Chee shook his head. He was looking at the mask itself, wondering if there was an artificial head under it with an artificial face with an artificial Navajo expression. No reason there should be. The mask looked ancient, the gray-white paint which covered the deerskin patterned with the tiny cracks of age, the leather thongs which laced up its sides darkened with years of use. But of course those were just the details Highhawk would not have overlooked in making a copy. The mask he’d seen in the box in Highhawk’s office was either this one or an awfully close copy—that was obvious from what he had remembered. The tilt of the feathered crest, the angle of the painted eyebrows, all of those small details which went beyond legend and tradition that had lent themselves to the interpretation of the mask maker, they all seemed to be identical. Except in its ritual poetry and the sand paintings of its curing ceremonials, the Navajo culture always allowed room for poetic license. In fact it encouraged it—to bring whatever was being done into harmony with the existing circumstances. How much such license would Highhawk have if he was copying the Tano effigy? Not much, Chee guessed. The kachina religion of the Pueblo Indians, it seemed to Chee, was rooted in a dogma so ancient that the centuries had crystallized it.

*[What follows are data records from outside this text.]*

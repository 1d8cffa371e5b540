use chardetng::EncodingDetector;
use encoding_rs::Encoding;

#[derive(Debug, Clone, PartialEq, Eq)]
pub struct DecodedHtml {
    pub html: String,
    pub encoding_label: String,
}

/// Best-effort decode of a response body into UTF-8.
///
/// Tries, in order: a byte-order mark, the Content-Type charset, chardetng
/// detection. Decoding is lossy and never fails; malformed sequences become
/// replacement characters, which the HTML parser handles like any other
/// text.
pub fn decode_html(bytes: &[u8], content_type: Option<&str>) -> DecodedHtml {
    let encoding = Encoding::for_bom(bytes)
        .map(|(enc, _)| enc)
        .or_else(|| {
            content_type
                .and_then(extract_charset)
                .and_then(|label| Encoding::for_label(label.as_bytes()))
        })
        .unwrap_or_else(|| {
            let mut detector = EncodingDetector::new();
            detector.feed(bytes, true);
            detector.guess(None, true)
        });

    let (text, actual, _had_errors) = encoding.decode(bytes);
    DecodedHtml {
        html: text.into_owned(),
        encoding_label: actual.name().to_string(),
    }
}

fn extract_charset(content_type: &str) -> Option<String> {
    content_type.split(';').find_map(|part| {
        let (key, value) = part.trim().split_once('=')?;
        if key.trim().eq_ignore_ascii_case("charset") {
            Some(value.trim_matches([' ', '"', '\''].as_ref()).to_string())
        } else {
            None
        }
    })
}

#[cfg(test)]
mod tests {
    use super::decode_html;

    #[test]
    fn charset_header_is_honoured() {
        let bytes = b"caf\xe9"; // latin-1
        let decoded = decode_html(bytes, Some("text/html; charset=ISO-8859-1"));
        assert_eq!(decoded.html, "caf\u{e9}");
    }

    #[test]
    fn bom_wins_over_header() {
        let bytes = b"\xEF\xBB\xBFhello";
        let decoded = decode_html(bytes, Some("text/html; charset=ISO-8859-1"));
        assert_eq!(decoded.html, "hello");
        assert_eq!(decoded.encoding_label, "UTF-8");
    }

    #[test]
    fn undeclared_bytes_are_still_decoded() {
        let decoded = decode_html(b"<p>plain ascii</p>", None);
        assert_eq!(decoded.html, "<p>plain ascii</p>");
    }
}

“How about the basket?” Highhawk asked him. “On the ground by his feet? That’s supposed to be the basket for the Yei Da’ayah. According to our artifact inventory records, anyway.”

Highhawk’s pronunciation of the Navajo word was so strange that what he actually said was incomprehensible. But what he probably meant was the basket which held the pollen and the feathers used for feeding the masks after the spirits within them were awakened. “Looks all right to me,” Chee said.